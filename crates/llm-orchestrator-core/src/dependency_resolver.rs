// Copyright (c) 2025 LLM DevOps
// SPDX-License-Identifier: MIT OR Apache-2.0

//! Validation and ordering of a workflow's step graph.
//!
//! Exposed as pure, stateless functions rather than a resolver object with
//! mutable `errors`/`warnings` accumulators: each call returns everything it
//! found, so two validations of two different workflows can never bleed
//! state into each other.

use crate::error::{DependencyError, DependencyWarning};
use crate::workflow::{StepType, WorkflowStep};
use std::collections::{HashMap, HashSet, VecDeque};

/// Outcome of validating a workflow's step graph.
#[derive(Debug, Clone, Default)]
pub struct ValidationResult {
    pub errors: Vec<DependencyError>,
    pub warnings: Vec<DependencyWarning>,
}

impl ValidationResult {
    pub fn is_valid(&self) -> bool {
        self.errors.is_empty()
    }
}

/// Runs every structural check against a full step list: uniqueness,
/// sequential ordering, dependency existence, cycles, agent configuration,
/// and reachability.
pub fn validate(steps: &[WorkflowStep]) -> ValidationResult {
    let mut result = ValidationResult::default();

    if steps.is_empty() {
        result.errors.push(DependencyError::MissingSteps);
        return result;
    }

    check_duplicate_names(steps, &mut result);
    check_sequential_order(steps, &mut result);

    let graph = build_graph(steps);
    check_missing_dependencies(steps, &graph, &mut result);
    check_self_dependencies(steps, &mut result);
    check_circular_dependencies(&graph, &mut result);
    check_agent_requirements(steps, &mut result);
    check_reachability(&graph, &mut result);

    result
}

/// Validates that replacing `existing` with `updated` doesn't orphan a
/// dependency on a step that no longer exists.
pub fn validate_step_updates(existing: &[WorkflowStep], updated: &[WorkflowStep]) -> ValidationResult {
    let mut result = ValidationResult::default();

    let new_graph = build_graph(updated);
    check_missing_dependencies(updated, &new_graph, &mut result);
    check_circular_dependencies(&new_graph, &mut result);

    let old_ids: HashSet<&str> = existing.iter().map(|s| s.id.as_str()).collect();
    let new_ids: HashSet<&str> = updated.iter().map(|s| s.id.as_str()).collect();
    let removed: HashSet<&str> = old_ids.difference(&new_ids).copied().collect();

    for step in updated {
        for dep in &step.depends_on_steps {
            if removed.contains(dep.as_str()) {
                result.errors.push(DependencyError::BreakingChange(dep.clone()));
            }
        }
    }

    result
}

fn build_graph(steps: &[WorkflowStep]) -> HashMap<String, HashSet<String>> {
    let mut graph = HashMap::new();
    for step in steps {
        graph.insert(step.id.clone(), step.depends_on_steps.clone());
    }
    graph
}

fn check_duplicate_names(steps: &[WorkflowStep], result: &mut ValidationResult) {
    let mut seen = HashSet::new();
    let mut dupes = Vec::new();
    for step in steps {
        if !seen.insert(step.name.clone()) && !dupes.contains(&step.name) {
            dupes.push(step.name.clone());
        }
    }
    if !dupes.is_empty() {
        result.errors.push(DependencyError::DuplicateStepNames(dupes));
    }
}

fn check_sequential_order(steps: &[WorkflowStep], result: &mut ValidationResult) {
    let mut orders: Vec<i64> = steps.iter().map(|s| s.step_order).collect();
    orders.sort_unstable();

    let mut counts: HashMap<i64, u32> = HashMap::new();
    for &o in &orders {
        *counts.entry(o).or_insert(0) += 1;
    }
    for (&order, &count) in &counts {
        if count > 1 {
            result.errors.push(DependencyError::DuplicateOrder(order));
        }
    }

    if let (Some(&min), Some(&max)) = (orders.first(), orders.last()) {
        let actual: HashSet<i64> = orders.iter().copied().collect();
        let missing: Vec<i64> = (min..=max).filter(|o| !actual.contains(o)).collect();
        if !missing.is_empty() {
            result.errors.push(DependencyError::NonSequentialOrder(missing));
        }
    }
}

fn check_missing_dependencies(
    steps: &[WorkflowStep],
    graph: &HashMap<String, HashSet<String>>,
    result: &mut ValidationResult,
) {
    for step in steps {
        for dep in &step.depends_on_steps {
            if !graph.contains_key(dep) {
                result.errors.push(DependencyError::MissingDependency {
                    step: step.name.clone(),
                    dependency: dep.clone(),
                });
            }
        }
    }
}

fn check_self_dependencies(steps: &[WorkflowStep], result: &mut ValidationResult) {
    for step in steps {
        if step.depends_on_steps.contains(&step.id) {
            result.errors.push(DependencyError::SelfDependency(step.name.clone()));
        }
    }
}

fn check_circular_dependencies(graph: &HashMap<String, HashSet<String>>, result: &mut ValidationResult) {
    let mut visited = HashSet::new();
    let mut stack = HashSet::new();

    for node in graph.keys() {
        if !visited.contains(node) {
            if let Some(cycle) = dfs_cycle(node, graph, &mut visited, &mut stack) {
                result.errors.push(DependencyError::CircularDependency(cycle.join(" -> ")));
                return;
            }
        }
    }
}

fn dfs_cycle(
    node: &str,
    graph: &HashMap<String, HashSet<String>>,
    visited: &mut HashSet<String>,
    stack: &mut HashSet<String>,
) -> Option<Vec<String>> {
    if stack.contains(node) {
        return Some(vec![node.to_string()]);
    }
    if visited.contains(node) {
        return None;
    }

    visited.insert(node.to_string());
    stack.insert(node.to_string());

    if let Some(deps) = graph.get(node) {
        for dep in deps {
            if let Some(mut path) = dfs_cycle(dep, graph, visited, stack) {
                path.push(node.to_string());
                stack.remove(node);
                return Some(path);
            }
        }
    }

    stack.remove(node);
    None
}

fn check_agent_requirements(steps: &[WorkflowStep], result: &mut ValidationResult) {
    for step in steps {
        if matches!(step.step_type, StepType::Agent | StepType::Task)
            && step.agent_selector.agent_definition_id.is_none()
            && step.agent_selector.agent_instance_id.is_none()
        {
            result
                .warnings
                .push(DependencyWarning::MissingAgentConfiguration(step.name.clone()));
        }
    }
}

fn check_reachability(graph: &HashMap<String, HashSet<String>>, result: &mut ValidationResult) {
    if graph.is_empty() {
        return;
    }

    // A step with no dependencies is an entry point; steps are walked by
    // following *dependents*, not dependencies, so "reachable" means
    // "reachable forward from some entry point" the same way the Python
    // source's DFS over the dependency edges did.
    let entry_points: Vec<&String> = graph.iter().filter(|(_, deps)| deps.is_empty()).map(|(id, _)| id).collect();

    if entry_points.is_empty() {
        result.warnings.push(DependencyWarning::NoEntryPoints);
        return;
    }

    let mut reverse: HashMap<&str, Vec<&str>> = HashMap::new();
    for (id, deps) in graph {
        for dep in deps {
            reverse.entry(dep.as_str()).or_default().push(id.as_str());
        }
    }

    let mut visited: HashSet<&str> = HashSet::new();
    let mut queue: VecDeque<&str> = entry_points.iter().map(|s| s.as_str()).collect();
    while let Some(node) = queue.pop_front() {
        if !visited.insert(node) {
            continue;
        }
        if let Some(dependents) = reverse.get(node) {
            for &d in dependents {
                queue.push_back(d);
            }
        }
    }

    let unreachable: Vec<String> = graph.keys().filter(|id| !visited.contains(id.as_str())).cloned().collect();
    if !unreachable.is_empty() {
        result.errors.push(DependencyError::UnreachableSteps(unreachable));
    }
}

/// Kahn's-algorithm topological order over the full step set. Errors if the
/// graph contains a cycle.
pub fn get_topological_order(steps: &[WorkflowStep]) -> Result<Vec<String>, DependencyError> {
    let graph = build_graph(steps);
    let levels = topological_levels(&graph)?;
    Ok(levels.into_iter().flatten().collect())
}

/// Groups steps into levels that can run in parallel: every step in a level
/// depends only on steps in earlier levels.
pub fn get_parallel_execution_groups(steps: &[WorkflowStep]) -> Result<Vec<Vec<WorkflowStep>>, DependencyError> {
    let step_map: HashMap<String, WorkflowStep> = steps.iter().map(|s| (s.id.clone(), s.clone())).collect();
    let graph = build_graph(steps);

    for step in steps {
        for dep in &step.depends_on_steps {
            if !step_map.contains_key(dep) {
                return Err(DependencyError::MissingDependency {
                    step: step.name.clone(),
                    dependency: dep.clone(),
                });
            }
        }
    }

    let levels = topological_levels(&graph)?;
    Ok(levels
        .into_iter()
        .map(|level| level.into_iter().map(|id| step_map[&id].clone()).collect())
        .collect())
}

fn topological_levels(graph: &HashMap<String, HashSet<String>>) -> Result<Vec<Vec<String>>, DependencyError> {
    // in_degree[node] = number of unresolved dependencies of node.
    let mut in_degree: HashMap<&str, usize> = graph
        .iter()
        .map(|(id, deps)| (id.as_str(), deps.len()))
        .collect();

    let mut reverse: HashMap<&str, Vec<&str>> = HashMap::new();
    for (id, deps) in graph {
        for dep in deps {
            reverse.entry(dep.as_str()).or_default().push(id.as_str());
        }
    }

    let mut queue: VecDeque<&str> = in_degree
        .iter()
        .filter(|(_, &count)| count == 0)
        .map(|(&id, _)| id)
        .collect();

    let mut levels = Vec::new();
    let mut resolved = 0usize;

    while !queue.is_empty() {
        let current_level: Vec<&str> = queue.drain(..).collect();
        resolved += current_level.len();
        levels.push(current_level.iter().map(|s| s.to_string()).collect());

        for &node in &current_level {
            if let Some(dependents) = reverse.get(node) {
                for &dependent in dependents {
                    if let Some(count) = in_degree.get_mut(dependent) {
                        *count -= 1;
                        if *count == 0 {
                            queue.push_back(dependent);
                        }
                    }
                }
            }
        }
    }

    if resolved != graph.len() {
        return Err(DependencyError::CircularDependency(
            "unresolved steps remain after topological sort".to_string(),
        ));
    }

    Ok(levels)
}

/// True if every dependency of `step` is in `completed` and the step isn't
/// already running.
pub fn can_execute_step_now(step: &WorkflowStep, completed: &HashSet<String>, running: &HashSet<String>) -> bool {
    if running.contains(&step.id) {
        return false;
    }
    step.depends_on_steps.iter().all(|dep| completed.contains(dep))
}

/// Filters `steps` down to those eligible to start given the current
/// completed/running sets.
pub fn get_next_executable_steps<'a>(
    steps: &'a [WorkflowStep],
    completed: &HashSet<String>,
    running: &HashSet<String>,
) -> Vec<&'a WorkflowStep> {
    steps
        .iter()
        .filter(|s| !completed.contains(&s.id) && !running.contains(&s.id))
        .filter(|s| can_execute_step_now(s, completed, running))
        .collect()
}

#[cfg(test)]
mod tests {
    use super::*;
    use crate::workflow::StepType;

    fn step(id: &str, order: i64, deps: &[&str]) -> WorkflowStep {
        WorkflowStep::new(id, id, order, StepType::Task)
            .with_depends_on(deps.iter().map(|s| s.to_string()))
    }

    #[test]
    fn empty_workflow_is_invalid() {
        let result = validate(&[]);
        assert!(!result.is_valid());
        assert!(matches!(result.errors[0], DependencyError::MissingSteps));
    }

    #[test]
    fn linear_chain_validates_and_orders_correctly() {
        let steps = vec![step("a", 1, &[]), step("b", 2, &["a"]), step("c", 3, &["b"])];
        let result = validate(&steps);
        assert!(result.is_valid(), "{:?}", result.errors);

        let order = get_topological_order(&steps).unwrap();
        assert_eq!(order, vec!["a", "b", "c"]);
    }

    #[test]
    fn detects_circular_dependency() {
        let steps = vec![step("a", 1, &["b"]), step("b", 2, &["a"])];
        let result = validate(&steps);
        assert!(!result.is_valid());
        assert!(result
            .errors
            .iter()
            .any(|e| matches!(e, DependencyError::CircularDependency(_))));
    }

    #[test]
    fn detects_self_dependency() {
        let steps = vec![step("a", 1, &["a"])];
        let result = validate(&steps);
        assert!(result
            .errors
            .iter()
            .any(|e| matches!(e, DependencyError::SelfDependency(_))));
    }

    #[test]
    fn detects_missing_dependency() {
        let steps = vec![step("a", 1, &["ghost"])];
        let result = validate(&steps);
        assert!(result
            .errors
            .iter()
            .any(|e| matches!(e, DependencyError::MissingDependency { .. })));
    }

    #[test]
    fn parallel_groups_keep_independent_steps_together() {
        let steps = vec![
            step("a", 1, &[]),
            step("b", 2, &[]),
            step("c", 3, &["a", "b"]),
        ];
        let groups = get_parallel_execution_groups(&steps).unwrap();
        assert_eq!(groups.len(), 2);
        assert_eq!(groups[0].len(), 2);
        assert_eq!(groups[1].len(), 1);
    }

    #[test]
    fn next_executable_steps_respects_completed_and_running() {
        let steps = vec![step("a", 1, &[]), step("b", 2, &["a"]), step("c", 3, &["a"])];
        let completed: HashSet<String> = ["a".to_string()].into_iter().collect();
        let running: HashSet<String> = ["b".to_string()].into_iter().collect();
        let executable = get_next_executable_steps(&steps, &completed, &running);
        assert_eq!(executable.len(), 1);
        assert_eq!(executable[0].id, "c");
    }

    #[test]
    fn breaking_change_detected_when_removed_step_still_depended_on() {
        let existing = vec![step("a", 1, &[]), step("b", 2, &["a"])];
        let updated = vec![step("b", 1, &["a"])];
        let result = validate_step_updates(&existing, &updated);
        assert!(result
            .errors
            .iter()
            .any(|e| matches!(e, DependencyError::BreakingChange(_))));
    }
}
━━━━━━━━━━━━━━━━━━━━━━━━━━━━━━
> WHAT TO WORK ON
Go through the records above, find each line with the string "seen", and copy it.

> FINAL ANSWER
    let mut seen = HashSet::new();
        if !seen.insert(step.name.clone()) && !dupes.contains(&step.name) {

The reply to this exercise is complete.